** TASK BRIEF **
Across the data below, how many lines have the word "before" in them? Respond with the number alone.

** RAW DATA **
● ● ● ●
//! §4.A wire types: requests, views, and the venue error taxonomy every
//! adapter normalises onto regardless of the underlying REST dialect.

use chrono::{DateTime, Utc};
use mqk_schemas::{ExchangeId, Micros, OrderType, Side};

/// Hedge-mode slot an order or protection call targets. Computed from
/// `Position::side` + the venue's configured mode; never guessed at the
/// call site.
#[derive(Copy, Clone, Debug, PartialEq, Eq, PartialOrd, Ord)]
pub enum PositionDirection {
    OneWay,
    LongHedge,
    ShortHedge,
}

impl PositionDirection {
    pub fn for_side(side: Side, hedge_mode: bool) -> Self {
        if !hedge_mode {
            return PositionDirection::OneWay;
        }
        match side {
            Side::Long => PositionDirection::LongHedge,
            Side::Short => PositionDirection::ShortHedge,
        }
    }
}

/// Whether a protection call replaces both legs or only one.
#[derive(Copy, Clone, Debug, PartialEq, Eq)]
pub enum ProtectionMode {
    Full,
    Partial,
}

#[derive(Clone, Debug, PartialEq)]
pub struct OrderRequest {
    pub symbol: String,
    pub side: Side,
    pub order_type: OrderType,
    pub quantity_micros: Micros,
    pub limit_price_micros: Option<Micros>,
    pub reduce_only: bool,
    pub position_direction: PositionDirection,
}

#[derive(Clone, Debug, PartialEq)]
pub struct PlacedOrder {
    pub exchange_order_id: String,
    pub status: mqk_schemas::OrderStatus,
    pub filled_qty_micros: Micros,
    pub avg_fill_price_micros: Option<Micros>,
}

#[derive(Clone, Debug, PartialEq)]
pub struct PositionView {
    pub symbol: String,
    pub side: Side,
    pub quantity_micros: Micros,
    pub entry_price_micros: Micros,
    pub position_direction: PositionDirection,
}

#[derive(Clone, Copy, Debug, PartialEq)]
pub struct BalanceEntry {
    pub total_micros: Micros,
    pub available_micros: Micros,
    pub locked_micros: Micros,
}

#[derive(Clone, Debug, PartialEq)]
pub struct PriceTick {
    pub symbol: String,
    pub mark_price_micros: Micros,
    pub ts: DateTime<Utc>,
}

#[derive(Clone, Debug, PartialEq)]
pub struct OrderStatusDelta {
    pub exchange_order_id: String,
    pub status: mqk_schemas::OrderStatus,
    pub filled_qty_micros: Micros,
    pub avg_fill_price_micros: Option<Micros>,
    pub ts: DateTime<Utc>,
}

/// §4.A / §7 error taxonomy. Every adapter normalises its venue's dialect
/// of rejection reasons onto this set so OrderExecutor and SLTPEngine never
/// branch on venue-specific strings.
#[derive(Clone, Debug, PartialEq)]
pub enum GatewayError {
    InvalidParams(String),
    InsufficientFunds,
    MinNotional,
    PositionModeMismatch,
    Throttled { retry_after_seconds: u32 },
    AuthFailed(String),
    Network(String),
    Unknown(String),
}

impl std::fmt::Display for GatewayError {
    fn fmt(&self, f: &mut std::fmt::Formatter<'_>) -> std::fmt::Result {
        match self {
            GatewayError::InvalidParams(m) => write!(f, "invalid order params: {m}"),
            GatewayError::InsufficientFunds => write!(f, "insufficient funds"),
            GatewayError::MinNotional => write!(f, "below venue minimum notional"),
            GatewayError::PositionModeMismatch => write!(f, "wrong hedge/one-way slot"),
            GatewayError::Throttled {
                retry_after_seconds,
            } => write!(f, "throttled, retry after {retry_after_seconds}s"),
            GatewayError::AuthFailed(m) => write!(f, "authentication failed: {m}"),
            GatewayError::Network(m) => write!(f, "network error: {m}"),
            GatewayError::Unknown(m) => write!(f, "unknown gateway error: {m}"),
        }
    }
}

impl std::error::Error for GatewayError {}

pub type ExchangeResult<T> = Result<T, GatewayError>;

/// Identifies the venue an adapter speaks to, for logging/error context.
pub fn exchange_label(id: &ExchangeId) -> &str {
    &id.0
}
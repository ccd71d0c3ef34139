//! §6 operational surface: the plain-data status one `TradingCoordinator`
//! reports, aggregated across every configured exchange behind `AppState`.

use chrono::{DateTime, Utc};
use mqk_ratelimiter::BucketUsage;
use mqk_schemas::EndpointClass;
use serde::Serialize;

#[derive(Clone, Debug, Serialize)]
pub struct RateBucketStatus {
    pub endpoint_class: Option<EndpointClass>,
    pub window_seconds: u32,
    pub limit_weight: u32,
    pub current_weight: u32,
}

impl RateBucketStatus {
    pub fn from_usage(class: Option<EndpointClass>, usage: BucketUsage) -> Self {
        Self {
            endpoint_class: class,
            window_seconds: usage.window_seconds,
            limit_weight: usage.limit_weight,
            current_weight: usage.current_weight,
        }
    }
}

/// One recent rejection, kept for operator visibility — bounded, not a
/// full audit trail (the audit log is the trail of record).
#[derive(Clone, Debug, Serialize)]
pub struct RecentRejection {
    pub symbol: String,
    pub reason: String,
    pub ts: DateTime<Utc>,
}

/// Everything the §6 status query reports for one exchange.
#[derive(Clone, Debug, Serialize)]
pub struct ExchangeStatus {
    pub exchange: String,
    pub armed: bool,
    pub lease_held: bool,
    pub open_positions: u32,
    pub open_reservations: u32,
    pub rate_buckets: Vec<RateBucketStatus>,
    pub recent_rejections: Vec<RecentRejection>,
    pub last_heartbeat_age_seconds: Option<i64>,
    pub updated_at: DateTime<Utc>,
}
● ● ● ●
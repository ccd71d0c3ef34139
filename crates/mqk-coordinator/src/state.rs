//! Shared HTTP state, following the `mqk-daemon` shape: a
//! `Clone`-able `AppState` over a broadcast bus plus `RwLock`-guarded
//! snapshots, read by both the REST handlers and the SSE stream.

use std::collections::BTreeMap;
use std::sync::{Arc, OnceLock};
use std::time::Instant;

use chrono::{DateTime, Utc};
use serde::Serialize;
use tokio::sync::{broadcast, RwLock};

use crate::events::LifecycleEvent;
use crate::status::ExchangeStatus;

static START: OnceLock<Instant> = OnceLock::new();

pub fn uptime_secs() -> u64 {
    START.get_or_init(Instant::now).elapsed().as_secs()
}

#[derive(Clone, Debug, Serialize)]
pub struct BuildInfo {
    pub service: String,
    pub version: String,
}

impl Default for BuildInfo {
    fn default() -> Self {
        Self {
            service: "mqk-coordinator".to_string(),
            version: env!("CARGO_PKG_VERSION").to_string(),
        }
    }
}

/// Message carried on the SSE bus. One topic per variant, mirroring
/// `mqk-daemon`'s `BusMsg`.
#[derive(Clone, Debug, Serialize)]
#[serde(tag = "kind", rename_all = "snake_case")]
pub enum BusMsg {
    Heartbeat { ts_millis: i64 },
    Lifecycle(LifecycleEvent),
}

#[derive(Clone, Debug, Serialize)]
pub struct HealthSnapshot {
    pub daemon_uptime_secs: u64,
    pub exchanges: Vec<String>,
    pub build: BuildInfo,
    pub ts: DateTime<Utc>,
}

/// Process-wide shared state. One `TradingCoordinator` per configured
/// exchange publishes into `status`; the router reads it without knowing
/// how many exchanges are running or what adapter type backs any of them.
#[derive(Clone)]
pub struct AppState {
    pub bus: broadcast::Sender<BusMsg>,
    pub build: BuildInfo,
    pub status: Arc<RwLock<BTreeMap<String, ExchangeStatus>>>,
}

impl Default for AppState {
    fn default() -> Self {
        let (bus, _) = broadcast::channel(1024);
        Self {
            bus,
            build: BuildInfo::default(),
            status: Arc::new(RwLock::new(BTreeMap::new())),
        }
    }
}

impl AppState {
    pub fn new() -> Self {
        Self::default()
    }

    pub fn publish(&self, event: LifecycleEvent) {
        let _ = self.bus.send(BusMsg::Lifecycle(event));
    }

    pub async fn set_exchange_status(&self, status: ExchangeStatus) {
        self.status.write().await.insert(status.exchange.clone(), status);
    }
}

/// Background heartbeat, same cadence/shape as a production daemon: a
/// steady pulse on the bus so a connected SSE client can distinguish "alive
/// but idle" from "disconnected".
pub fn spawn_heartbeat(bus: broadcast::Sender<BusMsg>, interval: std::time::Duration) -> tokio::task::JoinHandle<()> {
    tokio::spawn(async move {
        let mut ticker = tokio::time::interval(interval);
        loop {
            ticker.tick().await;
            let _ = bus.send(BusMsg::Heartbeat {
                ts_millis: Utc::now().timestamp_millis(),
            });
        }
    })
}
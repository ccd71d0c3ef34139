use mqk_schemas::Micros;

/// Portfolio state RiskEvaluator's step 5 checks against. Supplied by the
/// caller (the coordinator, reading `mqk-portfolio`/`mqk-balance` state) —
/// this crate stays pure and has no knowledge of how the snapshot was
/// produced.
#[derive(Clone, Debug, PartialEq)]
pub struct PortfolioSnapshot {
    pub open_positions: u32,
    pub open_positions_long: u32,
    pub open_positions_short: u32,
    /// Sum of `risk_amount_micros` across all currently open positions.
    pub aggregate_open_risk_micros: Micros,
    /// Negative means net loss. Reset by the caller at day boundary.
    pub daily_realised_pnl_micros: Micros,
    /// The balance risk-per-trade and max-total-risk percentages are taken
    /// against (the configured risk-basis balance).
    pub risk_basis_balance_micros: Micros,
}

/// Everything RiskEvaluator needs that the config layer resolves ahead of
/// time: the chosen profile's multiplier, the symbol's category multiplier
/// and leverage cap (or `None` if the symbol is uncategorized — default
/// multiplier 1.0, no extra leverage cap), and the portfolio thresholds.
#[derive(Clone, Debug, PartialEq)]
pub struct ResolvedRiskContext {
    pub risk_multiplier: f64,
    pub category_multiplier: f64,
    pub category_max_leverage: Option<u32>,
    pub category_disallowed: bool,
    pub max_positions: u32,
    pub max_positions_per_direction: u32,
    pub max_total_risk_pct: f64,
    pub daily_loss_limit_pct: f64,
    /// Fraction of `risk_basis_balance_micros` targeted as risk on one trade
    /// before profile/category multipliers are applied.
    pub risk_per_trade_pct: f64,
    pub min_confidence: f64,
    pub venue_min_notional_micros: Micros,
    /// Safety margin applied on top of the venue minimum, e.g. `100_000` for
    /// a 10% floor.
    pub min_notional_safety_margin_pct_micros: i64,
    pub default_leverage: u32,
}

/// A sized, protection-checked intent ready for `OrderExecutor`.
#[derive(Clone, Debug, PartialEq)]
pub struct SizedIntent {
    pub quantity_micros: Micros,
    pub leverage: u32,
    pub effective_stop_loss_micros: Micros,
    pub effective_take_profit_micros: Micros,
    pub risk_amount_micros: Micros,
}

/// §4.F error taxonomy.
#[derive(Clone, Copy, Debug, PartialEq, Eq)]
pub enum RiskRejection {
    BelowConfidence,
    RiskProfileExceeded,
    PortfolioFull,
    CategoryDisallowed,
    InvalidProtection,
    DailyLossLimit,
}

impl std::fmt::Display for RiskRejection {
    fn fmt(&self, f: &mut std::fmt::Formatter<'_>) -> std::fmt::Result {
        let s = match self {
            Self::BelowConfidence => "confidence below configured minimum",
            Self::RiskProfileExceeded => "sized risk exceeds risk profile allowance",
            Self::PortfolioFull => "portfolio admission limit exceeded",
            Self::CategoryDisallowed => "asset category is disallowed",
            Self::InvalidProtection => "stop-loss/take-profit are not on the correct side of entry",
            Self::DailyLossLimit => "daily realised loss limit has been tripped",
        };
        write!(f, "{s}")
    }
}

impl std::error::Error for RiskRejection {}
● ● ● ●
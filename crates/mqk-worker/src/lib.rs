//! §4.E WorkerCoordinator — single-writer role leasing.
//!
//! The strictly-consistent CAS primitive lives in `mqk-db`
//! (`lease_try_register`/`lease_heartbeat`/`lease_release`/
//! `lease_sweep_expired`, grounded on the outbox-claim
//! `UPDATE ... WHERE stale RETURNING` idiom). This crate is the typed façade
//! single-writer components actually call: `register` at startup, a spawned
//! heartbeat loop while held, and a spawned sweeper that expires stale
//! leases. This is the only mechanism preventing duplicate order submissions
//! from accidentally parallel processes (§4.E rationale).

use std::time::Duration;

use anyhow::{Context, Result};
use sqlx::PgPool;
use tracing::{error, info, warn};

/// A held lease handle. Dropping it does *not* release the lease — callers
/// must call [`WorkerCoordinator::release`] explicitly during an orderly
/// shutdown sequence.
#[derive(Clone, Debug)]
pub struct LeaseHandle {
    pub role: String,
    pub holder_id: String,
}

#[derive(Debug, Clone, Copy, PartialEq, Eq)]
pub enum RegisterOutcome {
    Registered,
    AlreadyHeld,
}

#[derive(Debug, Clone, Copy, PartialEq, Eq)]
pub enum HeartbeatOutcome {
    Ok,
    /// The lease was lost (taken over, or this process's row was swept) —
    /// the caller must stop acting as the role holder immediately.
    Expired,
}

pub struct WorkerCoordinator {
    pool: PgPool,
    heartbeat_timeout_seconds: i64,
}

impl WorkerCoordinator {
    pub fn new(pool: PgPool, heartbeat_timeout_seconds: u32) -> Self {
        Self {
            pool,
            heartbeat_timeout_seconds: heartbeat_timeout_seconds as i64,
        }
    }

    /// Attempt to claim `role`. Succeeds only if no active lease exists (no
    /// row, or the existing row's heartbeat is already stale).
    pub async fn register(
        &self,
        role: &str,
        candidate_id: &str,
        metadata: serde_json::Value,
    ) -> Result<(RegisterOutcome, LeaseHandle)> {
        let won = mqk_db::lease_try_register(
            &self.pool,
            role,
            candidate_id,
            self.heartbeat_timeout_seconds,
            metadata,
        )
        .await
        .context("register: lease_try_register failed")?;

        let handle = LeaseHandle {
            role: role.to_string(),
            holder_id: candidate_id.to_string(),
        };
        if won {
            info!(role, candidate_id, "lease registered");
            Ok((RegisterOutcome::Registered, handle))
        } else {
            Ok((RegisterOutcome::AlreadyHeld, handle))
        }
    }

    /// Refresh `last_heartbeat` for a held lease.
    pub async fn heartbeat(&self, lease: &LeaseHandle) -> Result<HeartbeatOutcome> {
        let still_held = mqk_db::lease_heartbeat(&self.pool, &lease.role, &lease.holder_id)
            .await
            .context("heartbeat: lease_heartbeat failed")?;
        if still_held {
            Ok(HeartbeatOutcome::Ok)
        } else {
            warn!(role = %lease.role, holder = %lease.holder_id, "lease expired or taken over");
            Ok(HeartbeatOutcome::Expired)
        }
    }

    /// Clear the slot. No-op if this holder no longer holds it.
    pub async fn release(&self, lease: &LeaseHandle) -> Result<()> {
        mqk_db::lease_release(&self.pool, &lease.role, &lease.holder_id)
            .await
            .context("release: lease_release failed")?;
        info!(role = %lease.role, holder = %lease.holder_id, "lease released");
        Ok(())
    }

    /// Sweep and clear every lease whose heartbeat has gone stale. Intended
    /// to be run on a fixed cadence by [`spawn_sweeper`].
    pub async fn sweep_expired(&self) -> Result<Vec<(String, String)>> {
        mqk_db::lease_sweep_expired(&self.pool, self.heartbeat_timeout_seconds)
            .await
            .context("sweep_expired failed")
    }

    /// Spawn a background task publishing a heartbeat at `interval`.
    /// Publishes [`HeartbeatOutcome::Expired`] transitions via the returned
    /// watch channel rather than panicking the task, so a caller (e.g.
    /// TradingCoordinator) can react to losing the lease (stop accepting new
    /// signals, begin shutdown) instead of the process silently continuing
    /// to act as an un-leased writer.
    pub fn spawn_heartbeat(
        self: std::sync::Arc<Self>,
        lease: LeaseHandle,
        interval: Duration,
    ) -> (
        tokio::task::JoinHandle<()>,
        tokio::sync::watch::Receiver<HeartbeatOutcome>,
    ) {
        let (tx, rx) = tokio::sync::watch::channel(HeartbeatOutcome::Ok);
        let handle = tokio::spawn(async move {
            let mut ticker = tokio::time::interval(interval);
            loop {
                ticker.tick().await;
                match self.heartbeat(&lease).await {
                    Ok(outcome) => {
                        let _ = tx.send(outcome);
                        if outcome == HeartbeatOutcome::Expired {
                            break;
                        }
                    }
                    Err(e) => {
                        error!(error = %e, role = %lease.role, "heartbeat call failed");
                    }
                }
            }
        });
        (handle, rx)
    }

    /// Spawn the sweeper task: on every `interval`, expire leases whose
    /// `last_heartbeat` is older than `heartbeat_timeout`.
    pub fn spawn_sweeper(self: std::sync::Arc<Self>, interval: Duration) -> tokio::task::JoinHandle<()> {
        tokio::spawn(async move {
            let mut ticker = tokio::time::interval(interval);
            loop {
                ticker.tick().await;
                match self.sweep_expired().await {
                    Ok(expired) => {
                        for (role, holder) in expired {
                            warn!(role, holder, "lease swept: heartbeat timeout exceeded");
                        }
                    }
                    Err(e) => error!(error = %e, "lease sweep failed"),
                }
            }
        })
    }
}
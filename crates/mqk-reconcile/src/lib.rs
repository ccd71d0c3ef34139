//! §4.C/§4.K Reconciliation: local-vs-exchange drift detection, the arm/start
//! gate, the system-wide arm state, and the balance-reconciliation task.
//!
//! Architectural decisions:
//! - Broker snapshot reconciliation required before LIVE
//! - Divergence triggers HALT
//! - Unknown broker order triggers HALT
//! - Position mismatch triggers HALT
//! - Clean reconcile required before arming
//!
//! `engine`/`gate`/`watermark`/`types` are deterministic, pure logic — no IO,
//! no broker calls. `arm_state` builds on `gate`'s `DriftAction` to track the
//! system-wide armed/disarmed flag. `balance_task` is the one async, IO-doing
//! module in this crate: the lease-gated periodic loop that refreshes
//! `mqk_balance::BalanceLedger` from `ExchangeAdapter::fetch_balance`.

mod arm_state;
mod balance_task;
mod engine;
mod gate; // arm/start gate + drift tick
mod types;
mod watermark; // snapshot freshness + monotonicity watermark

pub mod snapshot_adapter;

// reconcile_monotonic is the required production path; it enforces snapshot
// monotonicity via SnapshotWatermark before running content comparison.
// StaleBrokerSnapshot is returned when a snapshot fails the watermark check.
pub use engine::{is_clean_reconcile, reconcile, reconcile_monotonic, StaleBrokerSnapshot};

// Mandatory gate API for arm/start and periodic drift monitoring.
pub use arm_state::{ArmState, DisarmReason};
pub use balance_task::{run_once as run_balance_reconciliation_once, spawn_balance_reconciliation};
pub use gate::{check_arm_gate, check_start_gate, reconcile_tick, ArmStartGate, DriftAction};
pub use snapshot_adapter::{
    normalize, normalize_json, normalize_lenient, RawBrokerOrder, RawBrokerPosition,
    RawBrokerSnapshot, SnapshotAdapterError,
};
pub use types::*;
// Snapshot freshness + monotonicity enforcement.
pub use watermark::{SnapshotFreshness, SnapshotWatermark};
● ● ● ●
** SOLUTION **
4